- _Work instructions_:
Each line below with the string "other" should be copied.

▼▼▼

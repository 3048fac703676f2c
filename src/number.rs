//! The numeric view of a value and exact narrowing to native types.
//!
//! JSON has a single untyped number syntax. This crate stores every integer
//! literal as a [`BigInt`] and every literal with a fraction or exponent as a
//! [`Decimal`], so parsing never loses information. Reading a number back as a
//! Rust primitive goes through [`FromNumeric`], which either returns the exact
//! value or fails with [`Error::PrecisionLoss`]:
//!
//! ```rust
//! use jsondoc::{Error, Value};
//!
//! let value = Value::from(300);
//! assert_eq!(value.to_number::<i16>().unwrap(), 300);
//! assert!(matches!(value.to_number::<u8>(), Err(Error::PrecisionLoss { target: "u8", .. })));
//! ```
//!
//! ## Float targets
//!
//! `f32` and `f64` reads succeed when the stored number survives a round trip
//! through the target format: the nearest float, written back in its shortest
//! decimal form, must be numerically equal to the stored value. `0.1` reads as
//! `0.1f64`; `0.1000000000000000000001` does not.

use crate::{Decimal, Error, Result};
use num_bigint::BigInt;
use std::borrow::Cow;
use std::cmp::Ordering;
use std::fmt;

/// A borrowed view over the two numeric variants of [`Value`](crate::Value).
///
/// Numerics compare by value across variants: an integer `3` equals a decimal
/// `3.0`.
#[derive(Clone, Copy, Debug)]
pub enum Numeric<'a> {
    Integer(&'a BigInt),
    Decimal(&'a Decimal),
}

impl<'a> Numeric<'a> {
    /// Kind name reported when a numeric read finds a non-numeric value.
    pub const KIND: &'static str = "number";

    /// Returns `true` if the numeric value has no fractional part, regardless
    /// of which variant stores it.
    ///
    /// # Examples
    ///
    /// ```rust
    /// use jsondoc::Value;
    ///
    /// let value = jsondoc::from_str("4.0").unwrap();
    /// assert!(value.as_numeric().unwrap().is_integral());
    /// ```
    #[inline]
    #[must_use]
    pub fn is_integral(&self) -> bool {
        match self {
            Numeric::Integer(_) => true,
            Numeric::Decimal(d) => d.is_integral(),
        }
    }

    /// Returns `true` if the value is stored as the integer variant.
    #[inline]
    #[must_use]
    pub const fn is_integer(&self) -> bool {
        matches!(self, Numeric::Integer(_))
    }

    /// Reads the value as `T`, failing if it cannot be represented exactly.
    ///
    /// # Errors
    ///
    /// Returns [`Error::PrecisionLoss`] naming `T` when the value is out of
    /// range, fractional for an integer target, or not round-trippable for a
    /// float target.
    pub fn to<T: FromNumeric>(&self) -> Result<T> {
        match self {
            Numeric::Integer(i) => T::from_integer(i),
            Numeric::Decimal(d) => T::from_decimal(d),
        }
    }

    /// Widens to a decimal. Never fails.
    #[must_use]
    pub fn to_decimal(&self) -> Decimal {
        match self {
            Numeric::Integer(i) => Decimal::from(*i),
            Numeric::Decimal(d) => (*d).clone(),
        }
    }

    fn as_decimal(&self) -> Cow<'a, Decimal> {
        match *self {
            Numeric::Integer(i) => Cow::Owned(Decimal::from(i)),
            Numeric::Decimal(d) => Cow::Borrowed(d),
        }
    }
}

impl PartialEq for Numeric<'_> {
    fn eq(&self, other: &Self) -> bool {
        self.cmp(other) == Ordering::Equal
    }
}

impl Eq for Numeric<'_> {}

impl PartialOrd for Numeric<'_> {
    fn partial_cmp(&self, other: &Self) -> Option<Ordering> {
        Some(self.cmp(other))
    }
}

impl Ord for Numeric<'_> {
    fn cmp(&self, other: &Self) -> Ordering {
        match (self, other) {
            (Numeric::Integer(a), Numeric::Integer(b)) => a.cmp(b),
            _ => self.as_decimal().cmp(&other.as_decimal()),
        }
    }
}

impl fmt::Display for Numeric<'_> {
    fn fmt(&self, f: &mut fmt::Formatter<'_>) -> fmt::Result {
        match self {
            Numeric::Integer(i) => write!(f, "{}", i),
            Numeric::Decimal(d) => write!(f, "{}", d),
        }
    }
}

/// Exact conversion from canonical numeric storage to a Rust type.
///
/// Implemented for every primitive integer and float type, and for the
/// arbitrary-precision [`BigInt`] and [`Decimal`] widenings.
pub trait FromNumeric: Sized {
    /// Type name reported in [`Error::PrecisionLoss`].
    const TARGET: &'static str;

    fn from_integer(value: &BigInt) -> Result<Self>;

    fn from_decimal(value: &Decimal) -> Result<Self>;
}

// No value with a leading digit past 10^39 fits in 128 bits.
const MAX_INT_EXPONENT: i128 = 39;

macro_rules! impl_from_numeric_int {
    ($($ty:ty),*) => {
        $(
            impl FromNumeric for $ty {
                const TARGET: &'static str = stringify!($ty);

                fn from_integer(value: &BigInt) -> Result<Self> {
                    <$ty>::try_from(value).map_err(|_| Error::precision_loss(Self::TARGET, value))
                }

                fn from_decimal(value: &Decimal) -> Result<Self> {
                    let loss = || Error::precision_loss(Self::TARGET, value);
                    if !value.is_zero() && value.adjusted_exponent() > MAX_INT_EXPONENT {
                        return Err(loss());
                    }
                    let integer = value.to_integer().ok_or_else(loss)?;
                    <$ty>::try_from(&integer).map_err(|_| loss())
                }
            }
        )*
    };
}

impl_from_numeric_int!(i8, i16, i32, i64, i128, isize, u8, u16, u32, u64, u128, usize);

// Past these exponents every non-zero value overflows or underflows both
// float formats.
const FLOAT_EXPONENT_RANGE: std::ops::RangeInclusive<i128> = -400..=400;

macro_rules! impl_from_numeric_float {
    ($($ty:ty),*) => {
        $(
            impl FromNumeric for $ty {
                const TARGET: &'static str = stringify!($ty);

                fn from_integer(value: &BigInt) -> Result<Self> {
                    Self::from_decimal(&Decimal::from(value))
                }

                fn from_decimal(value: &Decimal) -> Result<Self> {
                    let loss = || Error::precision_loss(Self::TARGET, value);
                    if value.is_zero() {
                        return Ok(0.0);
                    }
                    if !FLOAT_EXPONENT_RANGE.contains(&value.adjusted_exponent()) {
                        return Err(loss());
                    }

                    let candidate: $ty = value.to_string().parse().map_err(|_| loss())?;
                    if !candidate.is_finite() {
                        return Err(loss());
                    }
                    let back: Decimal = candidate.to_string().parse().map_err(|_| loss())?;
                    if &back == value {
                        Ok(candidate)
                    } else {
                        Err(loss())
                    }
                }
            }
        )*
    };
}

impl_from_numeric_float!(f32, f64);

impl FromNumeric for BigInt {
    const TARGET: &'static str = "BigInt";

    fn from_integer(value: &BigInt) -> Result<Self> {
        Ok(value.clone())
    }

    /// Fails with [`Error::PrecisionLoss`] for fractional values and for
    /// integers longer than [`Decimal::MAX_INTEGER_DIGITS`] digits.
    fn from_decimal(value: &Decimal) -> Result<Self> {
        value
            .to_integer()
            .ok_or_else(|| Error::precision_loss(Self::TARGET, value))
    }
}

impl FromNumeric for Decimal {
    const TARGET: &'static str = "Decimal";

    fn from_integer(value: &BigInt) -> Result<Self> {
        Ok(Decimal::from(value))
    }

    fn from_decimal(value: &Decimal) -> Result<Self> {
        Ok(value.clone())
    }
}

▲▲▲

- _Expected answer_:
    fn eq(&self, other: &Self) -> bool {
        self.cmp(other) == Ordering::Equal
    fn partial_cmp(&self, other: &Self) -> Option<Ordering> {
        Some(self.cmp(other))
    fn cmp(&self, other: &Self) -> Ordering {
        match (self, other) {
            _ => self.as_decimal().cmp(&other.as_decimal()),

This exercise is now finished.